*** EXTRACTED RECORDS ***
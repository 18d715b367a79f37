//! Focus session record, creation input and patch.
//!
//! # Invariants
//! - `completed_at.is_some()` iff `status == Completed`.

use super::task::TaskId;
use super::validation::ValidationError;
use super::{double_option, required_text, Entity, EntityKind};
use chrono::{DateTime, Utc};
use serde::{Deserialize, Serialize};

pub type SessionId = u64;

pub const DEFAULT_SESSION_MINUTES: u32 = 25;

#[derive(Debug, Clone, Copy, Default, PartialEq, Eq, Serialize, Deserialize)]
#[serde(rename_all = "lowercase")]
pub enum SessionStatus {
    #[default]
    Active,
    Completed,
}

#[derive(Debug, Clone, PartialEq, Eq, Serialize, Deserialize)]
#[serde(rename_all = "camelCase")]
pub struct FocusSession {
    pub id: SessionId,
    pub title: String,
    /// Minutes.
    pub duration: u32,
    pub date: DateTime<Utc>,
    #[serde(default)]
    pub status: SessionStatus,
    #[serde(default)]
    pub task_id: Option<TaskId>,
    #[serde(default)]
    pub completed_at: Option<DateTime<Utc>>,
    pub created_at: DateTime<Utc>,
    pub updated_at: DateTime<Utc>,
}

impl Entity for FocusSession {
    const KIND: EntityKind = EntityKind::Session;

    fn id(&self) -> u64 {
        self.id
    }
}

#[derive(Debug, Clone, Default, PartialEq, Eq, Deserialize)]
#[serde(rename_all = "camelCase", deny_unknown_fields)]
pub struct NewSession {
    pub title: String,
    #[serde(default)]
    pub duration: Option<u32>,
    #[serde(default)]
    pub date: Option<DateTime<Utc>>,
    #[serde(default)]
    pub status: Option<SessionStatus>,
    #[serde(default)]
    pub task_id: Option<TaskId>,
}

impl NewSession {
    pub fn titled(title: impl Into<String>) -> Self {
        Self {
            title: title.into(),
            ..Self::default()
        }
    }
}

#[derive(Debug, Clone, Default, PartialEq, Eq, Deserialize)]
#[serde(rename_all = "camelCase", deny_unknown_fields)]
pub struct SessionPatch {
    #[serde(default)]
    pub title: Option<String>,
    #[serde(default)]
    pub duration: Option<u32>,
    #[serde(default)]
    pub date: Option<DateTime<Utc>>,
    #[serde(default)]
    pub status: Option<SessionStatus>,
    #[serde(default, deserialize_with = "double_option")]
    pub task_id: Option<Option<TaskId>>,
}

impl FocusSession {
    pub fn from_input(
        id: SessionId,
        input: NewSession,
        now: DateTime<Utc>,
    ) -> Result<Self, ValidationError> {
        let title = required_text(&input.title, "title")?;
        let mut session = Self {
            id,
            title,
            duration: input.duration.unwrap_or(DEFAULT_SESSION_MINUTES),
            date: input.date.unwrap_or(now),
            status: SessionStatus::Active,
            task_id: input.task_id,
            completed_at: None,
            created_at: now,
            updated_at: now,
        };
        session.transition(input.status.unwrap_or_default(), now);
        Ok(session)
    }

    pub fn apply_patch(
        &mut self,
        patch: SessionPatch,
        now: DateTime<Utc>,
    ) -> Result<(), ValidationError> {
        let title = patch
            .title
            .as_deref()
            .map(|title| required_text(title, "title"))
            .transpose()?;

        if let Some(title) = title {
            self.title = title;
        }
        if let Some(duration) = patch.duration {
            self.duration = duration;
        }
        if let Some(date) = patch.date {
            self.date = date;
        }
        if let Some(task_id) = patch.task_id {
            self.task_id = task_id;
        }
        if let Some(status) = patch.status {
            self.transition(status, now);
        }
        self.updated_at = now;
        Ok(())
    }

    /// Marks the session finished. Completing twice keeps the first stamp.
    pub fn complete(&mut self, now: DateTime<Utc>) {
        self.transition(SessionStatus::Completed, now);
        self.updated_at = now;
    }

    /// Re-derives `completed_at` from `status` on a loaded record.
    /// Returns whether anything changed.
    pub fn reconcile(&mut self) -> bool {
        let expected = match self.status {
            SessionStatus::Completed => Some(self.completed_at.unwrap_or(self.updated_at)),
            SessionStatus::Active => None,
        };
        if self.completed_at == expected {
            return false;
        }
        self.completed_at = expected;
        true
    }

    fn transition(&mut self, status: SessionStatus, now: DateTime<Utc>) {
        self.completed_at = match status {
            SessionStatus::Completed => Some(self.completed_at.unwrap_or(now)),
            SessionStatus::Active => None,
        };
        self.status = status;
    }
}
*** End of EXTRACTED RECORDS ***
TASK INSTRUCTIONS:
Could you state how many lines above include the word "EntityKind"? Reply with that number alone.

WRITTEN SOLUTION:
2